The book is accessible to someone with minimal background in this, so I came in a somewhat overqualified for the first part but settled in nicely for the remaining three parts. It’s not a textbook, but it does come with a variety of exercises and an associated repo with stubs for the questions and answers to the exercises. There is also a companion pdf with chapter notes and hints about how to approach some of the exercises that can help you get moving in the right direction if stuck.

Doing all of the exercises while reading the book is time consuming. Sometimes I would go read about a half a page and do the associated exercises and spend more than an hour at it.
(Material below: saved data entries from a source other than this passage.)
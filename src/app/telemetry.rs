//! Structured logging setup for the CLI.

use std::io::{self, IsTerminal};

use once_cell::sync::OnceCell;
use tracing::Subscriber;
use tracing_subscriber::EnvFilter;
use tracing_subscriber::fmt;

use crate::domain::AppError;
use crate::domain::configuration::{LogFormat, LoggingConfig};

static TELEMETRY_GUARD: OnceCell<()> = OnceCell::new();

/// Install the global subscriber on first call; later calls are no-ops.
///
/// `RUST_LOG`, when set and valid, replaces the configured filter.
pub fn initialise(config: &LoggingConfig) -> Result<(), AppError> {
    TELEMETRY_GUARD.get_or_try_init(|| install_subscriber(config)).map(|_| ())
}

fn filter(config: &LoggingConfig) -> Result<EnvFilter, AppError> {
    if let Ok(filter) = EnvFilter::try_from_default_env() {
        return Ok(filter);
    }
    EnvFilter::try_new(&config.filter).map_err(|err| {
        AppError::config_error(format!("invalid logging.filter '{}': {}", config.filter, err))
    })
}

fn install_subscriber(config: &LoggingConfig) -> Result<(), AppError> {
    let filter = filter(config)?;

    let builder = |filter: EnvFilter| {
        fmt::Subscriber::builder()
            .with_env_filter(filter)
            .with_target(false)
            .with_writer(io::stderr)
            .with_ansi(io::stderr().is_terminal())
    };

    let subscriber: Box<dyn Subscriber + Send + Sync> = match config.format {
        LogFormat::Json => Box::new(builder(filter).json().flatten_event(true).finish()),
        LogFormat::Compact => Box::new(builder(filter).compact().finish()),
    };

    tracing::subscriber::set_global_default(subscriber)
        .map_err(|err| AppError::config_error(format!("failed to install logger: {}", err)))
}
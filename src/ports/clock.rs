use chrono::{DateTime, Utc};

/// Port for the wall clock used in backup names and operation records.
pub trait Clock {
    fn now(&self) -> DateTime<Utc>;
}
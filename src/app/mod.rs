pub mod api;
pub mod backup;
pub mod cli;
pub mod config;
mod context;
pub mod diff_report;
pub mod operation_log;
pub mod policy;
pub mod profile;
pub mod safe_edit;
pub mod sysctl;
pub mod telemetry;

pub use context::AppContext;
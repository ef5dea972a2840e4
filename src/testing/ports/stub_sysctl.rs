use std::io;
use std::sync::atomic::{AtomicUsize, Ordering};
use std::sync::Arc;

use crate::ports::SysctlLoader;

/// Sysctl loader that counts reloads and optionally fails them.
#[derive(Clone, Debug, Default)]
pub struct StubSysctl {
    fail: bool,
    reloads: Arc<AtomicUsize>,
}

impl StubSysctl {
    pub fn failing() -> Self {
        Self { fail: true, ..Self::default() }
    }

    pub fn reloads(&self) -> usize {
        self.reloads.load(Ordering::SeqCst)
    }
}

impl SysctlLoader for StubSysctl {
    fn reload(&self) -> io::Result<String> {
        self.reloads.fetch_add(1, Ordering::SeqCst);
        if self.fail {
            return Err(io::Error::new(
                io::ErrorKind::PermissionDenied,
                "sysctl: permission denied",
            ));
        }
        Ok("* Applying /etc/sysctl.conf ...\n".to_string())
    }
}
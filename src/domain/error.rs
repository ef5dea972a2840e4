use std::io;
use std::path::{Path, PathBuf};

use thiserror::Error;

/// Library-wide error type for hardenkit operations.
#[derive(Debug, Error)]
pub enum AppError {
    /// Caller-supplied parameter outside the allowed range. Nothing was touched.
    #[error("Invalid value {value} for {setting}: {reason}")]
    Validation { setting: &'static str, value: String, reason: String },

    /// The target could not be backed up or read. The target file is unmodified.
    #[error("Backup of {} failed: {message}", path.display())]
    BackupFailed { path: PathBuf, message: String },

    /// The target could not be replaced after a successful backup.
    #[error(
        "Writing {} failed: {message} (backup kept at {})",
        path.display(),
        backup.display()
    )]
    WriteFailed { path: PathBuf, backup: PathBuf, message: String },

    /// Configuration or environment issue.
    #[error("{0}")]
    Configuration(String),

    /// TOML parsing error.
    #[error("Config parse error: {0}")]
    ConfigParse(#[from] toml::de::Error),

    /// Underlying I/O failure outside the edit pipeline.
    #[error(transparent)]
    Io(#[from] io::Error),
}

impl AppError {
    pub fn config_error<S: Into<String>>(message: S) -> Self {
        AppError::Configuration(message.into())
    }

    pub fn validation(
        setting: &'static str,
        value: impl ToString,
        reason: impl Into<String>,
    ) -> Self {
        AppError::Validation { setting, value: value.to_string(), reason: reason.into() }
    }

    pub fn backup_failed(path: &Path, cause: impl ToString) -> Self {
        AppError::BackupFailed { path: path.to_path_buf(), message: cause.to_string() }
    }

    pub fn write_failed(path: &Path, backup: &Path, cause: impl ToString) -> Self {
        AppError::WriteFailed {
            path: path.to_path_buf(),
            backup: backup.to_path_buf(),
            message: cause.to_string(),
        }
    }

    /// True when the failure is guaranteed to have left the target file as it was.
    ///
    /// Only `WriteFailed` needs an operator to inspect the backup before
    /// deciding on recovery.
    pub fn leaves_target_untouched(&self) -> bool {
        !matches!(self, AppError::WriteFailed { .. })
    }

    /// Backup path an operator can restore from, when one was created.
    pub fn backup_path(&self) -> Option<&Path> {
        match self {
            AppError::WriteFailed { backup, .. } => Some(backup),
            _ => None,
        }
    }

    /// Short machine-readable name for the failure class.
    pub fn kind_name(&self) -> &'static str {
        match self {
            AppError::Validation { .. } => "validation_error",
            AppError::BackupFailed { .. } => "backup_failed",
            AppError::WriteFailed { .. } => "write_failed",
            AppError::Configuration(_) | AppError::ConfigParse(_) => "configuration_error",
            AppError::Io(_) => "io_error",
        }
    }
}
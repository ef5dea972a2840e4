//! Append-only record of applied settings, owned by the caller.

use std::path::{Path, PathBuf};

use chrono::{DateTime, Utc};
use serde::Serialize;

use crate::domain::{AppError, EditResult};

#[derive(Debug, Clone, PartialEq, Eq, Serialize)]
#[serde(tag = "status", rename_all = "snake_case")]
pub enum OperationOutcome {
    Applied { backup: PathBuf, changed: bool, diff_available: bool },
    Failed { kind: &'static str, message: String, backup: Option<PathBuf> },
}

#[derive(Debug, Clone, PartialEq, Eq, Serialize)]
pub struct OperationRecord {
    pub timestamp: DateTime<Utc>,
    pub setting: &'static str,
    pub target: PathBuf,
    #[serde(flatten)]
    pub outcome: OperationOutcome,
}

impl OperationRecord {
    pub fn succeeded(&self) -> bool {
        matches!(self.outcome, OperationOutcome::Applied { .. })
    }
}

#[derive(Debug, Clone, Default, PartialEq, Eq, Serialize)]
pub struct OperationLog {
    records: Vec<OperationRecord>,
}

impl OperationLog {
    pub fn new() -> Self {
        Self::default()
    }

    /// Append the outcome of one edit of `target`.
    pub fn record(
        &mut self,
        timestamp: DateTime<Utc>,
        setting: &'static str,
        target: &Path,
        result: &Result<EditResult, AppError>,
    ) {
        let outcome = match result {
            Ok(edit) => OperationOutcome::Applied {
                backup: edit.backup().to_path_buf(),
                changed: edit.changed(),
                diff_available: edit.diff().is_available(),
            },
            Err(err) => OperationOutcome::Failed {
                kind: err.kind_name(),
                message: err.to_string(),
                backup: err.backup_path().map(Path::to_path_buf),
            },
        };
        self.records.push(OperationRecord {
            timestamp,
            setting,
            target: target.to_path_buf(),
            outcome,
        });
    }

    pub fn records(&self) -> &[OperationRecord] {
        &self.records
    }

    pub fn is_empty(&self) -> bool {
        self.records.is_empty()
    }

    pub fn failures(&self) -> impl Iterator<Item = &OperationRecord> {
        self.records.iter().filter(|record| !record.succeeded())
    }

    pub fn all_succeeded(&self) -> bool {
        self.failures().next().is_none()
    }

    /// Whether any successful edit replaced `target`.
    pub fn applied_to(&self, target: &Path) -> bool {
        self.records.iter().any(|record| record.succeeded() && record.target == target)
    }
}
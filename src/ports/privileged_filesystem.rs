//! Privileged access to system configuration files.
//!
//! Managed files are usually root-owned. This port hides how privilege is
//! obtained (running as root, `sudo`, ...) from the edit pipeline. Methods
//! return `io::Result` so callers can tell `NotFound` and `AlreadyExists`
//! apart from other failures.

use std::io;
use std::path::Path;

/// Port for reading, copying and atomically replacing root-owned files.
pub trait PrivilegedFilesystem {
    /// Read the full contents of `path`.
    fn read(&self, path: &Path) -> io::Result<Vec<u8>>;

    /// Copy `from` to `to` byte-for-byte, preserving permissions.
    ///
    /// Must fail with `io::ErrorKind::AlreadyExists` instead of overwriting
    /// an existing `to`, and must not leave a partial `to` behind on error.
    fn copy_new(&self, from: &Path, to: &Path) -> io::Result<()>;

    /// Replace `path` with `content` so readers see either the old or the new
    /// file in full, never a partial write. Ownership and mode are preserved.
    fn replace_atomic(&self, path: &Path, content: &[u8]) -> io::Result<()>;
}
The entire exercise was mentally stimulating regardless of the time I committed to the exercise, but it was draining. Some of the exercises were even converted to have a web-based format that is more like unit testing at Scala Exercises.

I made sure I finished the book before going back to NEScala this year. Rúnar was there again, and gave more or less the same category theory talk as the year before, but this time around I got most of what was going on in the first half of the talk. In fact, I was so pleased with myself, that I missed a key point in the middle when I realized how much of the talk I was successfully following. I ended up talking with one of the organizers who indicated he encouraged Runar to give this same talk every year since it is so helpful to get everyone an understanding of the theoretical underpinnings of why all this works.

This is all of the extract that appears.